Anfang des 18. Jahrhunderts haben mehrere Ärzte Methoden der Variolation publiziert. Die Ärzteschaft Englands wurde 1713 über diese Technik schriftlich durch den in der Türkei lebenden italienischen Arzt, der in Oxford studiert hatte, Emanuel Timonius informiert. Dies wurde von John Woodward 1714 der Royal Society vorgestellt („An account or history of the procuring the small pox by incision, or inoculation, as it has for some time been practices at Constantinople“). 1715 erschien eine andere Darstellung der Variolation in lateinischer Sprache durch Giacomo Pilarino/Jacobus Pylarinus unter dem Titel „Nova et tuta variolas excitandi per transplantationen methodus“ in Venedig.[3] 1721 berichtete Abraham Vater davon unter dem Titel „Das Blatter-Beltzen oder die Art und Weise, die Blattern durch künstliche Einpropfung zu erwecken“. In dem Büchlein, das er an den damaligen König von Polen und Kurfürsten von Sachsen, Friedrich August, richtet, empfiehlt er, die Methode auch in Deutschland auszuprobieren. Wenige Jahre vorher hatte der ungarische Arzt Johann Adam Raymann 1717 ein Aufsatz über die Impftechnik („Von neuen oder ungewöhnlichen Blatter-Medicamentis, Curen“) verfasst.[9]

 
Lady Mary Wortley Montagu mit ihrem Sohn Edward (etwa 1717)

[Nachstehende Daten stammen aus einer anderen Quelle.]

/// Execute a mutation against `tables`, returning the affected row count.
/// Run an insert, update or delete, appending the touched rows to `changes`.
pub fn execute_mutation(
    statement: &Statement,
    tables: &mut Tables,
    sequences: &mut Sequences,
    bindings: &ParameterBindings,
    changes: &mut Vec<Change>,
) -> Result<usize> {
    match statement {
        Statement::Insert(insert) => {
            let row = Evaluator::new(tables, sequences, bindings).insert_row(
                &insert.table,
                &insert.columns,
                &insert.values,
            )?;
            table_mut(tables, &insert.table)?.rows.push(row.clone());
            changes.push(Change::InsertRow {
                table: insert.table.clone(),
                row,
            });
            Ok(1)
        }
        Statement::Update(update) => {
            let assignments: Vec<(String, Expr)> = update
                .assignments
                .iter()
                .map(|a| (a.column.clone(), a.value.clone()))
                .collect();
            let mut updates = Vec::new();
            {
                let mut evaluator = Evaluator::new(tables, sequences, bindings);
                for index in evaluator.matching_rows(&update.table, update.selection.as_ref())? {
                    updates.push((index, evaluator.assignments(&update.table, index, &assignments)?));
                }
            }
            let target = table_mut(tables, &update.table)?;
            for (index, values) in &updates {
                let old_row = target.rows[*index].clone();
                for (column, value) in values {
                    target.rows[*index][*column] = value.clone();
                }
                changes.push(Change::UpdateRow {
                    table: update.table.clone(),
                    old_row,
                    new_row: target.rows[*index].clone(),
                });
            }
            Ok(updates.len())
        }
        Statement::Delete(delete) => {
            let matched = Evaluator::new(tables, sequences, bindings)
                .matching_rows(&delete.table, delete.selection.as_ref())?;
            let doomed: HashSet<usize> = matched.iter().copied().collect();
            let target = table_mut(tables, &delete.table)?;
            let mut ordered: Vec<usize> = doomed.iter().copied().collect();
            ordered.sort_unstable();
            for index in ordered {
                changes.push(Change::DeleteRow {
                    table: delete.table.clone(),
                    old_row: target.rows[index].clone(),
                });
            }
            let mut index = 0;
            target.rows.retain(|_| {
                let keep = !doomed.contains(&index);
                index += 1;
                keep
            });
            Ok(doomed.len())
        }
        other => Err(OrmError::Jdbc(format!(
            "Statement kind '{}' is not an update",
            other.kind()
        ))),
    }
}

fn table_mut<'t>(tables: &'t mut Tables, name: &str) -> Result<&'t mut MemoryTable> {
    tables
        .get_mut(name)
        .ok_or_else(|| OrmError::Jdbc(format!("Table '{}' not found", name)))
}
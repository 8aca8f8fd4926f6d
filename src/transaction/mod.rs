// ============================================================================
// Transaction Coordination Module
// ============================================================================
//
// Session transaction state, the JTA boundary and the coordinators that
// route completion callbacks back into a session.
//
// ============================================================================

pub mod jta;
pub mod state;
pub mod synchronization;

pub use jta::{JtaPlatform, JtaStatus, LocalJtaPlatform, Synchronization};
pub use state::{Transaction, TransactionId, TransactionState};
pub use synchronization::{
    CallbackTarget, ExceptionMapper, ManagedFlushChecker, NonTrackingCoordinator, RegisteredSynchronization,
    StandardExceptionMapper, StandardManagedFlushChecker, SynchronizationCallbackCoordinator, TrackingCoordinator,
};
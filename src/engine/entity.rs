// ============================================================================
// Managed object model: entity instances, proxies and persistent collections
// ============================================================================

use std::fmt;
use std::sync::{Arc, RwLock, Weak};

use crate::core::{OrmError, Result, Value};
use crate::id::{EntityKey, Identifier};
use crate::persister::AccessorTable;

/// Value held in one attribute slot of an entity.
#[derive(Debug, Clone)]
pub enum AttributeValue {
    Basic(Value),
    Component(Vec<AttributeValue>),
    ToOne(Option<EntityHandle>),
    /// Inverse side of a bidirectional pair; never owns its target
    BackReference(Option<WeakEntityHandle>),
    Collection(CollectionHandle),
}

/// Detached, comparable form of an attribute value used for snapshots.
#[derive(Debug, Clone, PartialEq)]
pub enum StateValue {
    Basic(Value),
    Component(Vec<StateValue>),
    Reference(Option<Identifier>),
    Collection,
}

impl StateValue {
    /// Column values this state occupies, in column order.
    pub fn flatten_into(&self, out: &mut Vec<Value>) {
        match self {
            StateValue::Basic(v) => out.push(v.clone()),
            StateValue::Component(parts) => parts.iter().for_each(|p| p.flatten_into(out)),
            StateValue::Reference(Some(id)) => out.extend(id.values()),
            StateValue::Reference(None) | StateValue::Collection => {}
        }
    }
}

/// Identifier holder of an uninitialized proxy.
#[derive(Debug, Clone)]
pub struct LazyInitializer {
    pub identifier: Identifier,
    pub initialized: bool,
}

pub struct EntityInstance {
    entity_name: String,
    accessors: Arc<AccessorTable>,
    identifier: Option<Identifier>,
    version: Option<Value>,
    attributes: Vec<AttributeValue>,
    lazy: Option<LazyInitializer>,
}

impl EntityInstance {
    pub fn entity_name(&self) -> &str {
        &self.entity_name
    }

    pub fn attributes(&self) -> &[AttributeValue] {
        &self.attributes
    }

    fn check_initialized(&self) -> Result<()> {
        match &self.lazy {
            Some(lazy) if !lazy.initialized => Err(OrmError::LazyInitialization(format!(
                "could not initialize proxy [{}#{}] - access it through its session",
                self.entity_name, lazy.identifier
            ))),
            _ => Ok(()),
        }
    }
}

impl fmt::Debug for EntityInstance {
    fn fmt(&self, f: &mut fmt::Formatter<'_>) -> fmt::Result {
        f.debug_struct("EntityInstance")
            .field("entity", &self.entity_name)
            .field("identifier", &self.identifier)
            .field("version", &self.version)
            .field("proxy", &self.lazy.is_some())
            .finish()
    }
}

/// Shared reference to a managed or transient entity instance.
#[derive(Clone)]
pub struct EntityHandle(Arc<RwLock<EntityInstance>>);

#[derive(Clone)]
pub struct WeakEntityHandle(Weak<RwLock<EntityInstance>>);

impl WeakEntityHandle {
    pub fn upgrade(&self) -> Option<EntityHandle> {
        self.0.upgrade().map(EntityHandle)
    }
}

impl fmt::Debug for WeakEntityHandle {
    fn fmt(&self, f: &mut fmt::Formatter<'_>) -> fmt::Result {
        f.write_str("WeakEntityHandle")
    }
}
// ============================================================================
// Cascades: persist, merge, remove, refresh and evict along associations
// ============================================================================

use std::collections::HashSet;
use std::sync::Arc;

use log::debug;

use crate::core::{OrmError, Result};
use crate::id::{EntityKey, Identifier};
use crate::loadplan::LoadQueryInfluencers;
use crate::persister::{AttributeDefinition, AttributeKind, CascadingAction, EntityPersister};

use super::context::{EntityEntry, EntityStatus};
use super::entity::{AttributeValue, CollectionHandle, Element, EntityHandle};
use super::factory::{LoadTarget, RestrictionShape};
use super::loader::{LoadMode, bind_ids};
use super::session::SessionState;

/// Association reached from an instance during a cascade.
enum Reached {
    Entity(EntityHandle),
    Collection(CollectionHandle),
}

/// Associations of `attributes` that propagate `action`. Back-references
/// never cascade.
fn cascade_targets(
    definitions: &[AttributeDefinition],
    attributes: &[AttributeValue],
    action: CascadingAction,
    out: &mut Vec<Reached>,
) {
    for (definition, value) in definitions.iter().zip(attributes) {
        match (&definition.kind, value) {
            (AttributeKind::Component { parts }, AttributeValue::Component(nested)) => {
                cascade_targets(parts, nested, action, out)
            }
            (AttributeKind::ToOne { back_reference: None, .. }, AttributeValue::ToOne(Some(target)))
                if definition.cascade.does_cascade(action) =>
            {
                out.push(Reached::Entity(target.clone()))
            }
            (AttributeKind::Collection { .. }, AttributeValue::Collection(handle))
                if definition.cascade.does_cascade(action) =>
            {
                out.push(Reached::Collection(handle.clone()))
            }
            _ => {}
        }
    }
}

Das Wissen über die Variolation wurde von Lady Mary Wortley Montagu 1721 nach ihrer Rückkehr von Konstantinopel nach England überliefert und gelangte so in die englische Oberschicht.[10][11] In Konstantinopel führte der Arzt Charles Maitland eine Variolation am Sohn Montagus durch, 1721 nach ihrer Rückkehr in England an ihrer Tochter. Dies geschah unter der Aufsicht verschiedener Hofärzte, u. a. vom Vorsitzenden des Royal College of Physicians, Hans Sloane.[12] Die neue Technik wurde in England durch König Georg I. gestattet, nachdem sie zuerst an sechs Sträflingen im Newgate-Gefängnis gegen volle Amnestie am 9. August 1721 sowie sechs Waisenkindern erfolgreich getestet worden war.[6][12] In beiden Fällen führte Maitland die Variolation durch.[12] 1722 wurden die beiden Töchter der Princess of Wales Caroline von Brandenburg-Ansbach, Amelia und Carolina, erfolgreich einer Variolation unterzogen.[13] Von da an wurde die Methode generell akzeptiert, 1745 wurde das Londoner „Smallpox Hospital“ gegründet, das ausschließlich der Behandlung und Prävention der Pocken gewidmet war.[12]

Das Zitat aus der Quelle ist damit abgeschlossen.